Il video dura un po' (poco più di 9 minuti), ma è utile per poter notare certe sfumature, certe finezze. Decisamente un ottimo insegnamento, un modello da seguire, a cui ispirarci...
Ovviamente, perdonerete le risate in sottofondo...
(scommessa: riuscirà la famiglia PerSpa ad eguagliarla?)

giovedì 3 gennaio 2008

Di cose brutte e di cose belle

Le cose brutte delle feste:

Svegliarsi – svegliarsi... buttarsi giù dal letto, più che altro! – il 3 mattina per andare in ufficio ed accorgersi che la camicia tira dappertutto, e farsi venire il magone davanti ad una cintura che oramai si infila solo nell’ultimo buco, non sono cose che mettono propriamente di buon umore.

E riguardare i video girati in questi giorni ed accorgersi che, mentre i PerSpa sono realmente come li vedi, alti proprio così e con esattamente quella voce che si sente lì (ovvero quel grazioso e piacevole siculeneto o veneticulo che dir si voglia, tipico della loro coppia mista), il nostro timbro di voce non solo non è baritonale come credevamo, ma è acuto e addirittura scheccante all’ennesima potenza, e i nostri corpi, anziché slanciati e armoniosi da trentenni sani, appaiono piuttosto come quelli di Barney dei Flintstone (io per esempio sembro sempre senza collo e con la pancia che comincia da subito sotto il pomo d’Adamo!), ecco, tutti questi non sono aspetti che ti fanno rimpiangere i giorni di festa appena trascorsi.
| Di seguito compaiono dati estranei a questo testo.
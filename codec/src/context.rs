//! Serialization and deserialization contexts.
//!
//! [`SerializeContext`] accumulates a record's fields in declaration order.
//! [`DeserializeContext`] hands fields out by name to a blank record that
//! populates itself.

use std::collections::HashMap;

use crate::error::{DeserializeError, SerializeError};
use crate::record::{Blank, Record};
use crate::registry::TypeRegistry;
use crate::value::{FieldValue, Value};

// ---------------------------------------------------------------------------
// SerializeContext
// ---------------------------------------------------------------------------

/// Context for serializing one record's fields.
pub struct SerializeContext<'r> {
    registry: &'r TypeRegistry,
    fields: Vec<(String, Value)>,
}

impl<'r> SerializeContext<'r> {
    pub fn new(registry: &'r TypeRegistry) -> Self {
        Self {
            registry,
            fields: Vec::new(),
        }
    }

    /// The known-type configuration in effect for this encode.
    pub fn registry(&self) -> &'r TypeRegistry {
        self.registry
    }

    /// Write a pre-built Value for a field.
    pub fn write_field(&mut self, name: &str, value: Value) {
        self.fields.push((name.to_owned(), value));
    }

    pub fn write_scalar<T: FieldValue>(&mut self, name: &str, value: &T) {
        self.write_field(name, value.to_field());
    }

    /// Write an owned nested record as a field.
    pub fn write_record<R: Record>(
        &mut self,
        name: &str,
        record: &R,
    ) -> Result<(), SerializeError> {
        let value = encode_record(record, self.registry)?;
        self.write_field(name, value);
        Ok(())
    }

    /// Write an optional nested record; `None` becomes [`Value::Null`].
    pub fn write_optional_record<R: Record>(
        &mut self,
        name: &str,
        record: &Option<R>,
    ) -> Result<(), SerializeError> {
        match record {
            Some(r) => self.write_record(name, r),
            None => {
                self.write_field(name, Value::Null);
                Ok(())
            }
        }
    }

    /// Finish and return the accumulated fields.
    pub fn finish(self) -> Vec<(String, Value)> {
        self.fields
    }
}

/// Encode a plain record into a [`Value::Map`].
pub fn encode_record<R: Record>(
    record: &R,
    registry: &TypeRegistry,
) -> Result<Value, SerializeError> {
    let mut ctx = SerializeContext::new(registry);
    record.write_fields(&mut ctx)?;
    Ok(Value::Map(ctx.finish()))
}

// ---------------------------------------------------------------------------
// DeserializeContext
// ---------------------------------------------------------------------------

/// Context for populating one blank record from decoded fields.
pub struct DeserializeContext<'r> {
    registry: &'r TypeRegistry,
    record: &'static str,
    fields: HashMap<String, Value>,
}

impl<'r> DeserializeContext<'r> {
    /// Load the fields of a record named `record`.
    ///
    /// Fails with [`DeserializeError::MalformedPayload`] on duplicate field names.
    pub fn new(
        registry: &'r TypeRegistry,
        record: &'static str,
        fields: Vec<(String, Value)>,
    ) -> Result<Self, DeserializeError> {
        let mut map = HashMap::with_capacity(fields.len());
        for (name, value) in fields {
            if map.insert(name.clone(), value).is_some() {
                return Err(DeserializeError::malformed(format!(
                    "duplicate field '{name}' in '{record}'"
                )));
            }
        }
        Ok(Self {
            registry,
            record,
            fields: map,
        })
    }

    pub fn registry(&self) -> &'r TypeRegistry {
        self.registry
    }

    /// Take a raw field value.
    pub fn read_field(&mut self, name: &str) -> Result<Value, DeserializeError> {
        self.fields
            .remove(name)
            .ok_or_else(|| DeserializeError::missing(self.record, name))
    }

    pub fn read_scalar<T: FieldValue>(&mut self, name: &str) -> Result<T, DeserializeError> {
        let value = self.read_field(name)?;
        T::from_field(value)
            .map_err(|found| DeserializeError::field_type(name, T::EXPECTED, found.kind_name()))
    }

    /// Read a required nested record.
    pub fn read_record<R: Blank>(&mut self, name: &str) -> Result<R, DeserializeError> {
        let value = self.read_field(name)?;
        decode_nested(value, name, self.registry)
    }

    /// Read an optional nested record. A missing field or [`Value::Null`] is `None`.
    pub fn read_optional_record<R: Blank>(
        &mut self,
        name: &str,
    ) -> Result<Option<R>, DeserializeError> {
        match self.fields.remove(name) {
            None | Some(Value::Null) => Ok(None),
            Some(value) => decode_nested(value, name, self.registry).map(Some),
        }
    }

    /// Finish population. Fields nobody asked for are dropped.
    pub fn finish(self) {
        if !self.fields.is_empty() {
            let mut names: Vec<_> = self.fields.keys().map(String::as_str).collect();
            names.sort_unstable();
            log::debug!("ignoring unknown fields of '{}': {names:?}", self.record);
        }
    }
}

/// Decode a plain record from a [`Value::Map`]: construct blank, then populate.
pub fn decode_record<R: Blank>(
    value: Value,
    registry: &TypeRegistry,
) -> Result<R, DeserializeError> {
    let fields = match value {
        Value::Map(fields) => fields,
        other => return Err(DeserializeError::shape(R::NAME, other.kind_name())),
    };
    let mut ctx = DeserializeContext::new(registry, R::NAME, fields)?;
    let mut record = R::blank();
    record.read_fields(&mut ctx)?;
    ctx.finish();
    Ok(record)
}

/// Decode a nested record, reporting a non-map value against the owning field.
fn decode_nested<R: Blank>(
    value: Value,
    field: &str,
    registry: &TypeRegistry,
) -> Result<R, DeserializeError> {
    match value {
        Value::Map(_) => decode_record(value, registry),
        other => Err(DeserializeError::field_type(field, R::NAME, other.kind_name())),
    }
}

#[cfg(test)]
mod tests {
    use super::*;
    use polywire_core::{Company, Person};

    #[test]
    fn serialize_scalars_in_order() {
        let registry = TypeRegistry::standard();
        let mut ctx = SerializeContext::new(&registry);
        ctx.write_scalar("name", &"Ann".to_owned());
        ctx.write_scalar("age", &30i32);
        ctx.write_optional_record::<Company>("company", &None).unwrap();
        assert_eq!(
            ctx.finish(),
            vec![
                ("name".to_owned(), Value::Text("Ann".into())),
                ("age".to_owned(), Value::Int(30)),
                ("company".to_owned(), Value::Null),
            ]
        );
    }

    #[test]
    fn missing_field_names_record() {
        let registry = TypeRegistry::standard();
        let mut ctx = DeserializeContext::new(&registry, "Person", vec![]).unwrap();
        assert_eq!(
            ctx.read_field("age"),
            Err(DeserializeError::ShapeMismatch {
                expected: "field 'age' in Person".into(),
                found: "nothing".into()
            })
        );
    }

    #[test]
    fn scalar_type_mismatch() {
        let registry = TypeRegistry::standard();
        let mut ctx = DeserializeContext::new(
            &registry,
            "Person",
            vec![("age".into(), Value::List(vec![]))],
        )
        .unwrap();
        assert_eq!(
            ctx.read_scalar::<i32>("age"),
            Err(DeserializeError::ShapeMismatch {
                expected: "32-bit integer for field 'age'".into(),
                found: "list".into()
            })
        );
    }

    #[test]
    fn duplicate_fields_are_malformed() {
        let registry = TypeRegistry::standard();
        let result = DeserializeContext::new(
            &registry,
            "Company",
            vec![("name".into(), "a".into()), ("name".into(), "b".into())],
        );
        assert!(matches!(result, Err(DeserializeError::MalformedPayload(_))));
    }

    #[test]
    fn optional_record_null_or_absent() {
        let registry = TypeRegistry::standard();
        let mut ctx = DeserializeContext::new(
            &registry,
            "Person",
            vec![("company".into(), Value::Null)],
        )
        .unwrap();
        assert_eq!(ctx.read_optional_record::<Company>("company"), Ok(None));
        assert_eq!(ctx.read_optional_record::<Company>("company"), Ok(None));
    }

    #[test]
    fn nested_record_of_wrong_kind() {
        let registry = TypeRegistry::standard();
        let mut ctx = DeserializeContext::new(
            &registry,
            "Person",
            vec![("company".into(), "Google".into())],
        )
        .unwrap();
        assert_eq!(
            ctx.read_optional_record::<Company>("company"),
            Err(DeserializeError::ShapeMismatch {
                expected: "Company for field 'company'".into(),
                found: "text".into()
            })
        );
    }

    #[test]
    fn record_round_trip_through_value() {
        let registry = TypeRegistry::standard();
        let person = Person::employed("Larry Page", 42, "Google");
        let value = encode_record(&person, &registry).unwrap();
        assert_eq!(decode_record::<Person>(value, &registry), Ok(person));
    }
}
//! # polywire codec
//!
//! Format-polymorphic serialization for the polywire entity model.
//!
//! This crate provides:
//!
//! - [`Value`]: format-agnostic intermediate representation
//! - [`SerializeContext`] / [`DeserializeContext`]: field-level plumbing that
//!   encodes records in order and populates blank records on decode
//! - [`Record`] / [`Blank`] / [`Polymorphic`]: how entities map onto fields
//! - [`TypeRegistry`]: the closed set of variants a hierarchy may take on the wire
//! - [`Codec`] / [`CodecExt`]: the format contract and its typed API
//! - [`EnvelopeCodec`], [`MarkupCodec`], [`JsonCodec`]: the three adapters
//! - [`Format`] / [`encode`] / [`decode`]: runtime format selection
//!
//! # Example
//!
//! ```
//! use std::sync::Arc;
//! use polywire_codec::{CodecExt, Format, TypeRegistry};
//! use polywire_core::{samples, Storage};
//!
//! let registry = Arc::new(TypeRegistry::standard());
//! let codec = Format::Markup.codec(registry);
//!
//! let bytes = codec.encode(&samples::devices()).unwrap();
//! let back: Vec<Storage> = codec.decode(&bytes).unwrap();
//! assert_eq!(back, samples::devices());
//! ```

mod codec;
mod context;
mod envelope;
mod error;
mod format;
mod json;
mod markup;
mod payload;
mod record;
mod registry;
mod shape;
mod value;
mod xml;

pub use codec::{Codec, CodecExt};
pub use context::{DeserializeContext, SerializeContext, decode_record, encode_record};
pub use envelope::EnvelopeCodec;
pub use error::{DeserializeError, SerializeError};
pub use format::{Format, ParseFormatError, decode, encode};
pub use json::JsonCodec;
pub use markup::MarkupCodec;
pub use payload::Payload;
pub use record::{Blank, KIND_FIELD, Polymorphic, Record, decode_variant, encode_variant};
pub use registry::{KnownType, KnownTypes, TypeRegistry};
pub use shape::{Shape, ShapeKind};
pub use value::{FieldValue, Value};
Le cose belle delle feste:

Anche se ormai l’avrete già letto sia qui che qui, ma certamente anche qui, non possiamo certo esimerci dallo scriverlo pure noi. Ecco quindi che con gioia ringraziamo pubblicamente la squisita famiglia PerSpa (i due papi ma pure la figlioletta Topetta) per la disponibilità e la calorosità con cui ci hanno accolto nella loro deliziosa e coloratissima casetta. E nonostante ci si conosca da relativamente poco tempo. Grazie per averci fatto divertire con Pictionary, grazie per averci coccolato con il cibo e per averci permesso di aiutarvi con la cena di capodanno (alcuni video li trovate già sul loro sito). Grazie per la serata di capodanno, serata in cui abbiamo conosciuto Fireman & Compagno (conoscerli è stata davvero una gradevole scoperta); e grazie anche per averci portato al mare (che respirare un po’ di iodio fa sempre bene) e poi a Monte Mario, dove abbiamo incontrato l’amico Anellidifumo (al quale ci lega un’altrettanto recente ma sempre più profondo rapporto di amicizia) e il suo amico bologn-lussemburghese Daniele, che ci ha colpito per la sua sorridente e divertente pacatezza (e poi… ma quant’è colto?!).

Insomma, se non si fosse ancora capito, siamo stati divinamente bene. E il raffreddore che ci siamo buscati appena poggiati i piedi sul suolo milanese è l’evidente segnale che già ci mancate tutti!

Oscar & Tonino preparatevi, che i prossimi siete voi!